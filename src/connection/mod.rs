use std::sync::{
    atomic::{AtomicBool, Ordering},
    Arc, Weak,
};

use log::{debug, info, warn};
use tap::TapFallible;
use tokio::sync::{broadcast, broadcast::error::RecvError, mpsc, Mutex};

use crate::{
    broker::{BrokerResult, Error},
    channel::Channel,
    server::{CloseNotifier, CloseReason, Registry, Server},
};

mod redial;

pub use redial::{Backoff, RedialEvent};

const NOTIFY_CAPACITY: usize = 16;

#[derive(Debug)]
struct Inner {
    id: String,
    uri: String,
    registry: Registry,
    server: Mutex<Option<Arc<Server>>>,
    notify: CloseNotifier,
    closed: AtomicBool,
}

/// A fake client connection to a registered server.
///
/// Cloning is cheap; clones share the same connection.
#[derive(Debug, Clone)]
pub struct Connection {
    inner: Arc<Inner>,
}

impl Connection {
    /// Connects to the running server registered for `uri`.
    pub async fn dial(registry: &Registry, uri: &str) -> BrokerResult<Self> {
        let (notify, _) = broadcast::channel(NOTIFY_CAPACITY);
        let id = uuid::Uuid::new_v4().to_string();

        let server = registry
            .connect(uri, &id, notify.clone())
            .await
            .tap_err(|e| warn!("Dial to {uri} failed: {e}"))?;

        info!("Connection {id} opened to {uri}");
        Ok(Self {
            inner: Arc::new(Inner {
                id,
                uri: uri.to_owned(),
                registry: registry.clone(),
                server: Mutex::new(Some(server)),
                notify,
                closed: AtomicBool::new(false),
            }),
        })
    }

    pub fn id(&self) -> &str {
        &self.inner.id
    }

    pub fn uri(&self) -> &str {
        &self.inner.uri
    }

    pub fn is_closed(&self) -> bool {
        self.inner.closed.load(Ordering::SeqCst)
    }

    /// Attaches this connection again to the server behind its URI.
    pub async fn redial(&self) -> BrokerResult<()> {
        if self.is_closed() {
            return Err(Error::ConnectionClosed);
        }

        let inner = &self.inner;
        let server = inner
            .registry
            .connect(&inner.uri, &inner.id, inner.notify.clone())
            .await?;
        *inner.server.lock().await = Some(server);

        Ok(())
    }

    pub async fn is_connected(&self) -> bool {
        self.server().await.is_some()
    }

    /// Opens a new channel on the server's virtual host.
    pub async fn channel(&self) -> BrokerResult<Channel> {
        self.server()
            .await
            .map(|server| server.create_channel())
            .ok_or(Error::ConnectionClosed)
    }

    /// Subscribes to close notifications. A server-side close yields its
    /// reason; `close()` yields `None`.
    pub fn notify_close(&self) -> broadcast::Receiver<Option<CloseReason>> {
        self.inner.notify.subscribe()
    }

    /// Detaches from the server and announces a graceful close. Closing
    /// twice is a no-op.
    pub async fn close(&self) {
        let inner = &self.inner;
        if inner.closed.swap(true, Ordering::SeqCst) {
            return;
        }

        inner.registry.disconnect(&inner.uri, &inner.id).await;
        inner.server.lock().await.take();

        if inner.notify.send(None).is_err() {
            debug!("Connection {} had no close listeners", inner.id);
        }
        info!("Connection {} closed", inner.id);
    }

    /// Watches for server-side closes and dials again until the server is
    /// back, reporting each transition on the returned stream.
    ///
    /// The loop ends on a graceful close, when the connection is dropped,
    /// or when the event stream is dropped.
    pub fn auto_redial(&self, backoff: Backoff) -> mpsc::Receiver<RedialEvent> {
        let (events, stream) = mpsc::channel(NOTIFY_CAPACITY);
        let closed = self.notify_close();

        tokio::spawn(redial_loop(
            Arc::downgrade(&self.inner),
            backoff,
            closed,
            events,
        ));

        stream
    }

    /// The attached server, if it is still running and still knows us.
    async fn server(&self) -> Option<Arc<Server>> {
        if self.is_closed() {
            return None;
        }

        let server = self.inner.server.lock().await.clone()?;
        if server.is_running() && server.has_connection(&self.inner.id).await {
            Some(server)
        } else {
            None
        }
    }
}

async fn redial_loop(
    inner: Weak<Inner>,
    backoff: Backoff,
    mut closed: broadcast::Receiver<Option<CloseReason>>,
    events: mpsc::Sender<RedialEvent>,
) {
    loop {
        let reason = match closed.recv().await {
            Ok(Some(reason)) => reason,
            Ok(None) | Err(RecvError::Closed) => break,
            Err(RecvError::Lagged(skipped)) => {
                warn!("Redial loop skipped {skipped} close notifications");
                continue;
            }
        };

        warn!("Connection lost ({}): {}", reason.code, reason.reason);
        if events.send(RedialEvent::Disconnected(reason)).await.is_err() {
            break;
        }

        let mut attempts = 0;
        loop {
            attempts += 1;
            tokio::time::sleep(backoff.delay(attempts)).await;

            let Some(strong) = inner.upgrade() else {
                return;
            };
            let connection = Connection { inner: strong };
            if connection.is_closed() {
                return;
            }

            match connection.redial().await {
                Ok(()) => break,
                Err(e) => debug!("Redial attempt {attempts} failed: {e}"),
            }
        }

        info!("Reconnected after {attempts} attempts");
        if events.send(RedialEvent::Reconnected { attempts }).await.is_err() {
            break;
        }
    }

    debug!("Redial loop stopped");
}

══════════════════════════════

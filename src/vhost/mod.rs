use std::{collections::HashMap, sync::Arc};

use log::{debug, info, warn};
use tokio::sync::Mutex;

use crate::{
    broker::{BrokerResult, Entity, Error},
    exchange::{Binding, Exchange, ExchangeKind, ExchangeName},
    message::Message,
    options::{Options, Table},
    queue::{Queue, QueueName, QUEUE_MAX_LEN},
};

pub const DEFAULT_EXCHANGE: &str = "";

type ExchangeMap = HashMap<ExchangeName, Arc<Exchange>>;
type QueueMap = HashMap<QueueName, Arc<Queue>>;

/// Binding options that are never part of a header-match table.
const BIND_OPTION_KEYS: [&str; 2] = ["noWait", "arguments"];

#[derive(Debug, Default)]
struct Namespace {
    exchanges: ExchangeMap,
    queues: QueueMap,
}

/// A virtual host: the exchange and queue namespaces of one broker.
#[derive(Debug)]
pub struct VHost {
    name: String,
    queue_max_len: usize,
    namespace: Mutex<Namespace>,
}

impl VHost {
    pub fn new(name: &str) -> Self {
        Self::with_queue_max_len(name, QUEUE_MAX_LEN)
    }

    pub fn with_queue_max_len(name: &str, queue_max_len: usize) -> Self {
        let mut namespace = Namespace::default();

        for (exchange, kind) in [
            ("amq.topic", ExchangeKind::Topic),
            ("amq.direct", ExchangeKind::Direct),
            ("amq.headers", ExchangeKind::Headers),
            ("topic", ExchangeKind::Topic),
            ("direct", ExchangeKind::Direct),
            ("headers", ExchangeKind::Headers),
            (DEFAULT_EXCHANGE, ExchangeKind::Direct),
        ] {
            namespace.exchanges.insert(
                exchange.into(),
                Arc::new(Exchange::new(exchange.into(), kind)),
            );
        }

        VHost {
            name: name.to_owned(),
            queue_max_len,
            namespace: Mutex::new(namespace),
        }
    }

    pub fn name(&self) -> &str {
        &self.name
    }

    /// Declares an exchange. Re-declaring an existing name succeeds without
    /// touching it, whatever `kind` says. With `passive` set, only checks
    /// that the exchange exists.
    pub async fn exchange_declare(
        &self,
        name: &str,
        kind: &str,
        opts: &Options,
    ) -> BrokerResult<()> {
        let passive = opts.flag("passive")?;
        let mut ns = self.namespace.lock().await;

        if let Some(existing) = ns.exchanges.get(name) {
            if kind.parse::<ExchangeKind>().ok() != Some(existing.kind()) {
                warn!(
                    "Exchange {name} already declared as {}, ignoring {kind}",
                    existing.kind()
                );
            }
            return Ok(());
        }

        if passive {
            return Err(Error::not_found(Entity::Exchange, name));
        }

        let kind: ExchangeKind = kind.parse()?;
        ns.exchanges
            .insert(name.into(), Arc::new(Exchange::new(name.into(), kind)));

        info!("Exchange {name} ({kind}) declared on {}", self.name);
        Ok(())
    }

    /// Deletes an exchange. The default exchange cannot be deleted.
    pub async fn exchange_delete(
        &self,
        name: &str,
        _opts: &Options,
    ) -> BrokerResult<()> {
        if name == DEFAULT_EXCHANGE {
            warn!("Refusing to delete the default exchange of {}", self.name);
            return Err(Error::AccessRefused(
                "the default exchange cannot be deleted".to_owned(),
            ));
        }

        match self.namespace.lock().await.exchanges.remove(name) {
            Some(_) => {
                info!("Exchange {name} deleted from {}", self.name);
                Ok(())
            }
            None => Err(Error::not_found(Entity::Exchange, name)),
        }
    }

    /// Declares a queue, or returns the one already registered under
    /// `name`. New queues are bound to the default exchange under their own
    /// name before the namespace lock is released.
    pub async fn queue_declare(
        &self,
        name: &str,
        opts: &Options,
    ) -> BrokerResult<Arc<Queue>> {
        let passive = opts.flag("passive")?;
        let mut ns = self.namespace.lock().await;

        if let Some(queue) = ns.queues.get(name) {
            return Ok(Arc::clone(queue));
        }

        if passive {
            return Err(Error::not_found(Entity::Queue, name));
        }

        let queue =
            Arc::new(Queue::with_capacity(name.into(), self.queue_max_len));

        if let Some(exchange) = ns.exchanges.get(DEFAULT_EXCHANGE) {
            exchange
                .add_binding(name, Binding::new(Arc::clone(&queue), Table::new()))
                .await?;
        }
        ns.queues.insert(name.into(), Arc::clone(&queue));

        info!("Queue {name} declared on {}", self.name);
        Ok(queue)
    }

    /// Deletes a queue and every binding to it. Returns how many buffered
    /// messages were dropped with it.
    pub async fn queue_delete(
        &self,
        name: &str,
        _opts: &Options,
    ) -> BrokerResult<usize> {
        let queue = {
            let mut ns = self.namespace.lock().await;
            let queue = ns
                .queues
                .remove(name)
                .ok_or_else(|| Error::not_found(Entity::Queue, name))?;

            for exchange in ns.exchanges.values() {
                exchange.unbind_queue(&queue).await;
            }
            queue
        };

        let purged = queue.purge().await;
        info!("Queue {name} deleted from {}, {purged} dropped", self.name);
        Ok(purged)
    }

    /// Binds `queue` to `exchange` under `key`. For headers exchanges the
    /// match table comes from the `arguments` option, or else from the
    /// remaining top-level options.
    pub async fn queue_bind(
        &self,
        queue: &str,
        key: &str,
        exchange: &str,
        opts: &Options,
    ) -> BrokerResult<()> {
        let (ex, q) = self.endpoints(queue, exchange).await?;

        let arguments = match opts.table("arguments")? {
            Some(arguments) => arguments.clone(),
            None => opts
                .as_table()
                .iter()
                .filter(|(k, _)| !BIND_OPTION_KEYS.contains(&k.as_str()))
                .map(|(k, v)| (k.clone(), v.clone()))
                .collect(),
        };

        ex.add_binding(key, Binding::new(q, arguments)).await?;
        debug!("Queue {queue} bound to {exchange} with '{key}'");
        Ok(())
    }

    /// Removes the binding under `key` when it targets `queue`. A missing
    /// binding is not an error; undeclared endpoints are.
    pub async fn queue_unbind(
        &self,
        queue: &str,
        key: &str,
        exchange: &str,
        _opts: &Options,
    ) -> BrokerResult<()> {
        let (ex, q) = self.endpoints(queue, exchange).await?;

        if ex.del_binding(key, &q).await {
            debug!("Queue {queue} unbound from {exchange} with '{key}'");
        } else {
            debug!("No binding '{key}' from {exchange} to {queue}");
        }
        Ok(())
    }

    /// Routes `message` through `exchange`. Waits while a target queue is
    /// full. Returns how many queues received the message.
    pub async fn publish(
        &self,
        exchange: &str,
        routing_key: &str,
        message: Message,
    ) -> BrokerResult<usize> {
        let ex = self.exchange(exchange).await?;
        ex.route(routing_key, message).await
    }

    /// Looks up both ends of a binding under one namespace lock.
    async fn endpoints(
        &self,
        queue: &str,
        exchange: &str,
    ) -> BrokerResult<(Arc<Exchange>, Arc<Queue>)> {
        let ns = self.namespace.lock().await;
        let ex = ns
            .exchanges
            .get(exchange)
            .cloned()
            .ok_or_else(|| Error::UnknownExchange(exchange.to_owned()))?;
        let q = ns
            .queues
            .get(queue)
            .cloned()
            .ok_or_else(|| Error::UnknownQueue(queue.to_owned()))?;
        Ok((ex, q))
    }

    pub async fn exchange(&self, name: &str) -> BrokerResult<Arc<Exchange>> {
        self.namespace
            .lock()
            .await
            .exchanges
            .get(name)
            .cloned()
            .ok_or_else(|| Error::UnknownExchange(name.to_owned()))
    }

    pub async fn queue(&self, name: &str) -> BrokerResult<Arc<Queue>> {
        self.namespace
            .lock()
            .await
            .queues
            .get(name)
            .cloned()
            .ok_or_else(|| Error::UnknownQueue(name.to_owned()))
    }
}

══════════════════════════════

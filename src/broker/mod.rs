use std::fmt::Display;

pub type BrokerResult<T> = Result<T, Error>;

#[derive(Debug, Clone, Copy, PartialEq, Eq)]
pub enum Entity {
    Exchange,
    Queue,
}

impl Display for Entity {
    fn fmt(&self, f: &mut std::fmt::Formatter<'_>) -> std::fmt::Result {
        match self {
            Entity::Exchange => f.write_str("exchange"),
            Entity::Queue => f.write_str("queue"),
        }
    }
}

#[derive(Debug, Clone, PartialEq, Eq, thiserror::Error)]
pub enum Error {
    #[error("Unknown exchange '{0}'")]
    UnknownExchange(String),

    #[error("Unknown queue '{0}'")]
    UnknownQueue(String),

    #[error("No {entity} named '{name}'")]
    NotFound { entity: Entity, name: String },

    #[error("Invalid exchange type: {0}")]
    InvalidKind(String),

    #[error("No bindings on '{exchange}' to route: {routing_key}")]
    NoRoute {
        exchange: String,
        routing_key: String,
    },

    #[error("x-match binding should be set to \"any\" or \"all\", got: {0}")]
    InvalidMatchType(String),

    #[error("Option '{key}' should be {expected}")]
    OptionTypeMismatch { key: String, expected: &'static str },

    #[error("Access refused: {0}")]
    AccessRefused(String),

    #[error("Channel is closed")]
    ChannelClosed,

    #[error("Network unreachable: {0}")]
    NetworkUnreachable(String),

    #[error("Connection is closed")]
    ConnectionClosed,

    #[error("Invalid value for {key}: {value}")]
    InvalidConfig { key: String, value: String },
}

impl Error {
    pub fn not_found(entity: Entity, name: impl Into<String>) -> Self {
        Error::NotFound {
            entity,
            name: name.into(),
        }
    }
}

══════════════════════════════

**Exercise requirements:**
In the lines above, spot each one that contains the word "RecvError" and copy it.

**Result below:**
use tokio::sync::{broadcast, broadcast::error::RecvError, mpsc, Mutex};
            Ok(None) | Err(RecvError::Closed) => break,
            Err(RecvError::Lagged(skipped)) => {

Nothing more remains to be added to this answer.